[YOUR INSTRUCTIONS] Gather all lines in the records below that include the word "redis".

(Collected data)
──────

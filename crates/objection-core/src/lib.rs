//! Content-addressed, deduplicating object storage engine.
//!
//! `objection-core` is the storage core of an S3-compatible object store:
//! payloads are identified by the SHA-256 digest of their bytes, identical
//! content is stored once and reference-counted, object versions become
//! visible through an atomic compare-and-swap on each key's current
//! pointer, and every read or mutation passes a deny-overrides policy
//! check first.
//!
//! # Architecture
//!
//! ```text
//!   ObjectEngine (authorize -> blob write -> CAS commit -> decref)
//!        |                                  |
//!        v                                  v
//!   BlobStore                         MetadataStore
//!   (payload bytes, dedup,            (buckets, key version chains,
//!    refcounts + holds, GC)            multipart sessions, policy)
//! ```
//!
//! # Example
//!
//! ```
//! use bytes::Bytes;
//! use objection_core::{EngineConfig, ObjectEngine};
//! use objection_core::engine::PutOptions;
//! use objection_core::policy::Statement;
//!
//! # tokio_test::block_on(async {
//! let engine = ObjectEngine::new(EngineConfig::default());
//! engine.create_bucket("images").unwrap();
//! engine
//!     .set_bucket_policy("images", vec![Statement::allow("*", "*", "*")])
//!     .unwrap();
//!
//! let put = engine
//!     .put_object("alice", "images", "a.png", Bytes::from("pixels"), PutOptions::default())
//!     .await
//!     .unwrap();
//!
//! let got = engine.get_object("alice", "images", "a.png", None).await.unwrap();
//! assert_eq!(got.data.as_ref(), b"pixels");
//! assert_eq!(got.record.etag, put.etag);
//! # });
//! ```

pub mod blob;
pub mod checksums;
pub mod config;
pub mod engine;
pub mod error;
pub mod policy;
pub mod state;

pub use blob::BlobStore;
pub use config::EngineConfig;
pub use engine::ObjectEngine;
pub use error::{EngineError, EngineResult};
//! Content feed
//!
//! Hand-authored page content: navigation, tech stack, career history,
//! projects, social links and personal details. The controller only needs
//! the ordered section ids; everything else is handed to the renderer.
//!
//! A default feed is compiled in. A JSON file with the same shape can
//! replace it at startup.

use std::collections::HashSet;
use std::path::Path;

use serde::{Deserialize, Serialize};

use crate::error::{FolioError, FolioResult};
use crate::types::SectionId;

const BUILTIN_CONTENT: &str = include_str!("../assets/content.json");

#[derive(Debug, Clone, PartialEq, Serialize, Deserialize)]
pub struct NavEntry {
    pub label: String,
    pub section_id: SectionId,
}

#[derive(Debug, Clone, PartialEq, Serialize, Deserialize)]
pub struct TechItem {
    pub name: String,
    pub category: String,
    pub tooltip: String,
    /// CSS color used for the tile accent
    pub color: String,
    /// Glyph shown on the tile
    #[serde(default)]
    pub icon: Option<String>,
}

impl TechItem {
    /// Glyph for the tile, falling back to the first two letters of the name
    pub fn glyph(&self) -> String {
        match &self.icon {
            Some(icon) if !icon.is_empty() => icon.clone(),
            _ => self.name.chars().take(2).collect(),
        }
    }
}

#[derive(Debug, Clone, PartialEq, Serialize, Deserialize)]
pub struct Experience {
    pub company: String,
    pub role: String,
    pub period: String,
    pub location: String,
    pub description: String,
    #[serde(default)]
    pub metrics: Vec<String>,
    #[serde(default)]
    pub tags: Vec<String>,
}

#[derive(Debug, Clone, PartialEq, Serialize, Deserialize)]
pub struct Project {
    pub title: String,
    pub description: String,
    #[serde(default)]
    pub long_description: String,
    #[serde(default)]
    pub tags: Vec<String>,
    pub link: String,
    #[serde(default)]
    pub demo: Option<String>,
    /// Screenshot path; an empty string means "no image"
    #[serde(default)]
    pub image: String,
    #[serde(default)]
    pub featured: bool,
}

impl Project {
    /// Text drawn over the gradient when the screenshot is missing or broken
    pub fn placeholder_label(&self) -> &str {
        self.title.split_whitespace().next().unwrap_or("")
    }

    pub fn has_image(&self) -> bool {
        !self.image.trim().is_empty()
    }
}

#[derive(Debug, Clone, PartialEq, Serialize, Deserialize)]
pub struct SocialLink {
    pub label: String,
    pub href: String,
    pub icon: String,
}

#[derive(Debug, Clone, PartialEq, Serialize, Deserialize)]
pub struct PersonalInfo {
    pub name: String,
    pub role: String,
    pub email: String,
    pub location: String,
    pub bio: String,
    pub years_of_experience: u32,
    pub cv_url: String,
}

#[derive(Debug, Clone, PartialEq, Serialize, Deserialize)]
pub struct Stat {
    pub value: String,
    pub label: String,
}

#[derive(Debug, Clone, PartialEq, Default, Serialize, Deserialize)]
pub struct Hero {
    /// Static text before the typewriter phrase
    #[serde(default)]
    pub lead: String,
    #[serde(default)]
    pub phrases: Vec<String>,
    #[serde(default)]
    pub stats: Vec<Stat>,
}

#[derive(Debug, Clone, PartialEq, Serialize, Deserialize)]
pub struct Fact {
    pub label: String,
    pub value: String,
}

#[derive(Debug, Clone, PartialEq, Serialize, Deserialize)]
pub struct ValueCard {
    pub title: String,
    pub description: String,
    pub accent: String,
}

#[derive(Debug, Clone, PartialEq, Default, Serialize, Deserialize)]
pub struct About {
    #[serde(default)]
    pub heading: String,
    /// Second paragraph; `{years}` is replaced with years of experience
    #[serde(default)]
    pub detail: String,
    #[serde(default)]
    pub facts: Vec<Fact>,
    #[serde(default)]
    pub values: Vec<ValueCard>,
}

#[derive(Debug, Clone, PartialEq, Serialize, Deserialize)]
pub struct ContentFeed {
    pub personal: PersonalInfo,
    pub nav: Vec<NavEntry>,
    #[serde(default)]
    pub hero: Hero,
    #[serde(default)]
    pub about: About,
    #[serde(default)]
    pub tech: Vec<TechItem>,
    #[serde(default)]
    pub experience: Vec<Experience>,
    #[serde(default)]
    pub projects: Vec<Project>,
    #[serde(default)]
    pub social: Vec<SocialLink>,
}

impl ContentFeed {
    /// The feed compiled into the binary
    pub fn builtin() -> FolioResult<Self> {
        Self::from_json(BUILTIN_CONTENT)
    }

    pub fn from_json(json: &str) -> FolioResult<Self> {
        let feed: ContentFeed = serde_json::from_str(json)?;
        feed.validate()?;
        Ok(feed)
    }

    pub fn load(path: &Path) -> FolioResult<Self> {
        let json = std::fs::read_to_string(path)?;
        tracing::debug!(path = %path.display(), "Loading content feed");
        Self::from_json(&json)
    }

    /// Load `path` if given, otherwise the built-in feed
    pub fn load_or_builtin(path: Option<&Path>) -> FolioResult<Self> {
        match path {
            Some(path) => Self::load(path),
            None => Self::builtin(),
        }
    }

    fn validate(&self) -> FolioResult<()> {
        if self.nav.is_empty() {
            return Err(FolioError::InvalidContent(
                "navigation must list at least one section".to_string(),
            ));
        }
        let mut seen = HashSet::new();
        for entry in &self.nav {
            if !seen.insert(&entry.section_id) {
                return Err(FolioError::DuplicateSection(entry.section_id.to_string()));
            }
        }
        Ok(())
    }

    /// Ordered section ids, in document order
    pub fn section_ids(&self) -> Vec<SectionId> {
        self.nav.iter().map(|entry| entry.section_id.clone()).collect()
    }

    /// About paragraph with the years placeholder filled in
    pub fn about_detail(&self) -> String {
        self.about
            .detail
            .replace("{years}", &self.personal.years_of_experience.to_string())
    }
}

#[cfg(test)]
mod tests {
    use super::*;

    #[test]
    fn builtin_feed_parses() {
        let feed = ContentFeed::builtin().unwrap();
        let ids: Vec<String> = feed.section_ids().iter().map(|s| s.to_string()).collect();
        assert_eq!(ids, ["about", "tech", "experience", "projects", "contact"]);
        assert_eq!(feed.hero.phrases.len(), 4);
        assert_eq!(feed.tech.len(), 8);
        assert!(feed.social.iter().any(|link| link.icon == "github"));
    }

    #[test]
    fn about_detail_fills_years() {
        let feed = ContentFeed::builtin().unwrap();
        let detail = feed.about_detail();
        assert!(detail.starts_with("With 2+ years"));
        assert!(!detail.contains("{years}"));
    }

    #[test]
    fn glyph_falls_back_to_name() {
        let feed = ContentFeed::builtin().unwrap();
        let typeorm = feed.tech.iter().find(|t| t.name == "TypeORM").unwrap();
        assert_eq!(typeorm.glyph(), "Ty");
        let redis = feed.tech.iter().find(|t| t.name == "Redis").unwrap();
        assert_eq!(redis.glyph(), "⚡");
    }

    #[test]
    fn placeholder_uses_first_word() {
        let project = Project {
            title: "Enterprise ERP System".to_string(),
            description: String::new(),
            long_description: String::new(),
            tags: vec![],
            link: String::new(),
            demo: None,
            image: "  ".to_string(),
            featured: false,
        };
        assert_eq!(project.placeholder_label(), "Enterprise");
        assert!(!project.has_image());
    }

    #[test]
    fn rejects_duplicate_nav_sections() {
        let json = r##"{
            "personal": {"name": "A", "role": "B", "email": "a@b.c", "location": "X",
                         "bio": "", "years_of_experience": 1, "cv_url": ""},
            "nav": [{"label": "One", "section_id": "#about"},
                    {"label": "Two", "section_id": "about"}]
        }"##;
        let err = ContentFeed::from_json(json).unwrap_err();
        assert!(matches!(err, FolioError::DuplicateSection(_)));
    }

    #[test]
    fn rejects_empty_nav() {
        let json = r#"{
            "personal": {"name": "A", "role": "B", "email": "a@b.c", "location": "X",
                         "bio": "", "years_of_experience": 1, "cv_url": ""},
            "nav": []
        }"#;
        assert!(matches!(
            ContentFeed::from_json(json),
            Err(FolioError::InvalidContent(_))
        ));
    }
}
//! Viewport interaction controller
//!
//! Stateful, timing-sensitive behaviour of the page shell:
//!
//! ```text
//! ┌─────────────────────────────────────────────────────────────┐
//! │  ViewportController                                         │
//! │  ├── ScrollTracker    offset, direction, "scrolled" header   │
//! │  ├── SectionTracker   active navigation entry                │
//! │  ├── PointerFollower  cursor ring/dot springs, parallax      │
//! │  └── MenuMachine      drawer open/closed + ScrollLock guard  │
//! └─────────────────────────────────────────────────────────────┘
//! ```
//!
//! Everything here is synchronous and runs to completion per event.

pub mod controller;
pub mod menu;
pub mod pointer;
pub mod scroll;
pub mod scroll_lock;
pub mod sections;
pub mod spring;

pub use controller::{UiSnapshot, ViewportController, ViewportEffect, ViewportEvent};
pub use menu::{MenuEffect, MenuEvent, MenuMachine, MenuState};
pub use pointer::{CursorFrame, PointerFollower};
pub use scroll::{ScrollState, ScrollTracker};
pub use scroll_lock::{ScrollLock, ScrollLockGuard};
pub use sections::{SectionRect, SectionTracker};
pub use spring::{Spring, Spring2};
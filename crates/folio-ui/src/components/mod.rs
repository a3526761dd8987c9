//! Reusable UI components
//!
//! Styling comes from class names; the shell ships the stylesheet.

mod button;
mod icons;
mod input;
mod section_header;
mod tag;

pub use button::*;
pub use icons::*;
pub use input::*;
pub use section_header::*;
pub use tag::*;
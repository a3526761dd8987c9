//! Tag pills
//!
//! Small labels for technologies on experience and project cards.

use dioxus::prelude::*;

#[derive(Clone, Copy, PartialEq, Eq, Debug, Default)]
pub enum TagTone {
    #[default]
    Neutral,
    Violet,
    Cyan,
}

impl TagTone {
    pub fn class(&self) -> &'static str {
        match self {
            TagTone::Neutral => "tag",
            TagTone::Violet => "tag tag-violet",
            TagTone::Cyan => "tag tag-cyan",
        }
    }
}

#[component]
pub fn Tag(label: String, #[props(default)] tone: TagTone) -> Element {
    rsx! {
        span { class: tone.class(), "{label}" }
    }
}

/// Row of tags, wrapping as needed
#[component]
pub fn TagList(tags: Vec<String>, #[props(default)] tone: TagTone) -> Element {
    if tags.is_empty() {
        return rsx! {};
    }
    rsx! {
        div { class: "tag-list",
            for tag in tags {
                Tag { key: "{tag}", label: tag.clone(), tone }
            }
        }
    }
}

──────

[ANSWER TO THIS TASK]
        let redis = feed.tech.iter().find(|t| t.name == "Redis").unwrap();
        assert_eq!(redis.glyph(), "⚡");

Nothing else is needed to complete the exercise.